As General Counsel of the HUD, Gottfried led a nationwide organization of approximately 700 employees, including close to 400 attorneys and 300 non-attorneys with headquarters in Washington, D.C., ten regional counsel offices and close to forty field counsel offices around the country. At the time, the Office of General Counsel of HUD had an annual budget of approximately $100 million.

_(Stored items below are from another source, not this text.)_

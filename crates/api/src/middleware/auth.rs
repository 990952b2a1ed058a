//! JWT-based authentication extractor for Axum handlers.

use axum::extract::FromRequestParts;
use axum::http::request::Parts;
use trinity_core::roles::is_manager_or_admin;
use trinity_core::types::DbId;

use crate::auth::jwt::verify_access_token;
use crate::error::AppError;
use crate::state::AppState;

/// Authenticated user extracted from a JWT Bearer token in the `Authorization` header.
#[derive(Debug, Clone)]
pub struct AuthUser {
    /// The user's internal database id (from `claims.sub`).
    pub user_id: DbId,
    pub username: String,
    /// The user's role name.
    pub role: String,
}

impl AuthUser {
    pub fn is_manager(&self) -> bool {
        is_manager_or_admin(&self.role)
    }
}

impl FromRequestParts<AppState> for AuthUser {
    type Rejection = AppError;

    async fn from_request_parts(
        parts: &mut Parts,
        state: &AppState,
    ) -> Result<Self, Self::Rejection> {
        let auth_header = parts
            .headers
            .get("authorization")
            .and_then(|v| v.to_str().ok())
            .ok_or_else(|| AppError::unauthorized("Missing Authorization header"))?;

        let token = auth_header.strip_prefix("Bearer ").ok_or_else(|| {
            AppError::unauthorized("Invalid Authorization format. Expected: Bearer <token>")
        })?;

        let claims = verify_access_token(token, &state.config.jwt).map_err(|e| {
            tracing::debug!(error = %e, "Rejected access token");
            AppError::unauthorized("Invalid or expired token")
        })?;

        Ok(AuthUser {
            user_id: claims.sub,
            username: claims.username,
            role: claims.role,
        })
    }
}
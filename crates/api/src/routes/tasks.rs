//! Route definitions for the `/tasks` resource.

use axum::routing::{get, put};
use axum::Router;

use crate::handlers::tasks;
use crate::state::AppState;

/// Routes mounted at `/tasks`.
///
/// ```text
/// GET    /              -> list
/// POST   /              -> create (manager)
/// GET    /{id}          -> get_by_id
/// PUT    /{id}          -> update (manager)
/// DELETE /{id}          -> delete (manager)
/// PUT    /{id}/status   -> set_status
/// ```
pub fn router() -> Router<AppState> {
    Router::new()
        .route("/", get(tasks::list).post(tasks::create))
        .route(
            "/{id}",
            get(tasks::get_by_id)
                .put(tasks::update)
                .delete(tasks::delete),
        )
        .route("/{id}/status", put(tasks::set_status))
}
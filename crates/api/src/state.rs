use std::sync::Arc;

use trinity_worker::ScanRunner;

use crate::config::ServerConfig;

/// Shared application state available to all Axum handlers via `State<AppState>`.
///
/// This is cheaply cloneable (inner data is behind `Arc` or is already `Clone`).
#[derive(Clone)]
pub struct AppState {
    /// Database connection pool.
    pub pool: trinity_db::DbPool,
    /// Server configuration.
    pub config: Arc<ServerConfig>,
    /// Background executor for C2 scans.
    pub scan_runner: ScanRunner,
}
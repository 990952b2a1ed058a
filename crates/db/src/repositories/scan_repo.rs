//! Repository for the `scans` table.

use sqlx::PgPool;
use trinity_core::scan::{
    ScanStatus, SCAN_STATUS_FAILED, SCAN_STATUS_PENDING, SCAN_STATUS_RUNNING,
    TERMINAL_SCAN_STATUSES,
};
use trinity_core::types::DbId;
use uuid::Uuid;

use crate::models::scan::{CreateScan, Scan};

/// Column list shared across queries to avoid repetition.
const COLUMNS: &str = "id, scan_uuid, target, scan_type, command, status, output, \
                        requested_by, created_at, updated_at";

/// Provides persistence for C2 scan jobs.
pub struct ScanRepo;

impl ScanRepo {
    /// Insert a new scan in `pending` state.
    pub async fn create(pool: &PgPool, input: &CreateScan) -> Result<Scan, sqlx::Error> {
        let query = format!(
            "INSERT INTO scans (target, scan_type, requested_by)
             VALUES ($1, $2, $3)
             RETURNING {COLUMNS}"
        );
        sqlx::query_as::<_, Scan>(&query)
            .bind(&input.target)
            .bind(&input.scan_type)
            .bind(input.requested_by)
            .fetch_one(pool)
            .await
    }

    pub async fn find_by_id(pool: &PgPool, id: DbId) -> Result<Option<Scan>, sqlx::Error> {
        let query = format!("SELECT {COLUMNS} FROM scans WHERE id = $1");
        sqlx::query_as::<_, Scan>(&query)
            .bind(id)
            .fetch_optional(pool)
            .await
    }

    /// Find a scan by its external identifier.
    pub async fn find_by_uuid(pool: &PgPool, uuid: Uuid) -> Result<Option<Scan>, sqlx::Error> {
        let query = format!("SELECT {COLUMNS} FROM scans WHERE scan_uuid = $1");
        sqlx::query_as::<_, Scan>(&query)
            .bind(uuid)
            .fetch_optional(pool)
            .await
    }

    /// Most recent scans first.
    pub async fn list_recent(pool: &PgPool, limit: i64) -> Result<Vec<Scan>, sqlx::Error> {
        let query = format!("SELECT {COLUMNS} FROM scans ORDER BY created_at DESC, id DESC LIMIT $1");
        sqlx::query_as::<_, Scan>(&query)
            .bind(limit)
            .fetch_all(pool)
            .await
    }

    /// Move a pending scan to `running`, recording the command line.
    ///
    /// Returns `false` if the scan was not pending.
    pub async fn mark_running(pool: &PgPool, id: DbId, command: &str) -> Result<bool, sqlx::Error> {
        let result = sqlx::query(
            "UPDATE scans SET status = $2, command = $3 WHERE id = $1 AND status = $4",
        )
        .bind(id)
        .bind(SCAN_STATUS_RUNNING)
        .bind(command)
        .bind(SCAN_STATUS_PENDING)
        .execute(pool)
        .await?;
        Ok(result.rows_affected() > 0)
    }

    /// Record the final status and output of a scan.
    ///
    /// Returns `false` without touching the row if the scan already reached
    /// a terminal status, so a late result never overwrites an earlier one.
    pub async fn finish(
        pool: &PgPool,
        id: DbId,
        status: ScanStatus,
        output: &str,
    ) -> Result<bool, sqlx::Error> {
        let result = sqlx::query(
            "UPDATE scans SET status = $2, output = $3 WHERE id = $1 AND status <> ALL($4)",
        )
        .bind(id)
        .bind(status.as_str())
        .bind(output)
        .bind(TERMINAL_SCAN_STATUSES)
        .execute(pool)
        .await?;
        Ok(result.rows_affected() > 0)
    }

    /// Fail every scan not yet in a terminal status. Returns the number of rows touched.
    pub async fn fail_unfinished(pool: &PgPool, output: &str) -> Result<u64, sqlx::Error> {
        let result = sqlx::query(
            "UPDATE scans SET status = $1, output = $2 WHERE status <> ALL($3)",
        )
        .bind(SCAN_STATUS_FAILED)
        .bind(output)
        .bind(TERMINAL_SCAN_STATUSES)
        .execute(pool)
        .await?;
        Ok(result.rows_affected())
    }
}
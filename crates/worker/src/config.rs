use std::path::{Path, PathBuf};
use std::time::Duration;

use trinity_core::env::{self, EnvError};

/// Scan runner configuration loaded from environment variables.
#[derive(Debug, Clone)]
pub struct RunnerConfig {
    /// Record the command without executing it (default: `false`).
    pub dry_run: bool,
    /// Wall-clock budget per scan (default: 300 s).
    pub max_scan_time: Duration,
    /// Maximum number of scans executing at once (default: `4`).
    pub max_concurrent: usize,
    /// Location of `sqlmap.py` (default: `/opt/sqlmap/sqlmap.py`).
    pub sqlmap_path: PathBuf,
}

impl Default for RunnerConfig {
    fn default() -> Self {
        Self {
            dry_run: false,
            max_scan_time: Duration::from_secs(300),
            max_concurrent: 4,
            sqlmap_path: PathBuf::from("/opt/sqlmap/sqlmap.py"),
        }
    }
}

impl RunnerConfig {
    /// Load configuration from environment variables with defaults.
    ///
    /// | Env Var                | Default                  |
    /// |------------------------|--------------------------|
    /// | `DRY_RUN`              | `false`                  |
    /// | `MAX_SCAN_TIME`        | `300`                    |
    /// | `MAX_CONCURRENT_SCANS` | `4`                      |
    /// | `SQLMAP_PATH`          | `/opt/sqlmap/sqlmap.py`  |
    ///
    /// A malformed number is an error; a concurrency of `0` is raised to `1`.
    pub fn from_env() -> Result<Self, EnvError> {
        let defaults = Self::default();

        let dry_run = env::optional("DRY_RUN")
            .map(|v| parse_flag(&v))
            .unwrap_or(defaults.dry_run);
        let max_scan_time = Duration::from_secs(env::var_or(
            "MAX_SCAN_TIME",
            defaults.max_scan_time.as_secs(),
        )?);
        let max_concurrent: usize = env::var_or("MAX_CONCURRENT_SCANS", defaults.max_concurrent)?;
        let sqlmap_path = env::optional("SQLMAP_PATH")
            .map(PathBuf::from)
            .unwrap_or(defaults.sqlmap_path);

        Ok(Self {
            dry_run,
            max_scan_time,
            max_concurrent: max_concurrent.max(1),
            sqlmap_path,
        })
    }

    /// The sqlmap script, if it is installed on this host.
    pub fn sqlmap_script(&self) -> Option<&Path> {
        self.sqlmap_path
            .is_file()
            .then_some(self.sqlmap_path.as_path())
    }
}

/// `1`, `true`, `yes` and `on` (any case) enable a flag.
pub fn parse_flag(value: &str) -> bool {
    matches!(
        value.trim().to_ascii_lowercase().as_str(),
        "1" | "true" | "yes" | "on"
    )
}
use serde::Serialize;
use sqlx::FromRow;
use trinity_core::types::{DbId, Timestamp};

/// A chat message joined with its author's username.
#[derive(Debug, Clone, FromRow, Serialize)]
pub struct Message {
    pub id: DbId,
    pub content: String,
    pub user_id: Option<DbId>,
    pub username: Option<String>,
    pub created_at: Timestamp,
}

Gottfried served as this cabinet agency's Chief Legal Officer and was the Senior Legal Advisor to the Secretary, Deputy Secretary and other agency principal staff in the department providing advice on all aspects of Federal laws, regulations and policies applicable to public and Indian housing, community development programs, mortgage insurance programs, complex mixed financing transactions for residential development and health care facilities, fair housing enforcement and urban development programs as well as federal laws, regulations and policies governing ethics, procurement, personnel management and labor relations.

As General Counsel of HUD, Gottfried was a member of the Federal Housing Administration's Mortgagee Review Board. He also served as the Chief Legal Officer for the Government National Mortgage Association (Ginnie Mae).

During his tenure as General Counsel of HUD, Gottfried was perhaps best known for his push for enhanced regulatory transparency at HUD as he pushed for HUD to adopt no-action and interpretative letter processes similar to those he had been familiar with as a securities lawyer practicing before the Securities and Exchange Commission.

During Gottfried's tenure as General Counsel, HUD announced the then largest settlement of an enforcement action in the history of the Federal Housing Administration (FHA).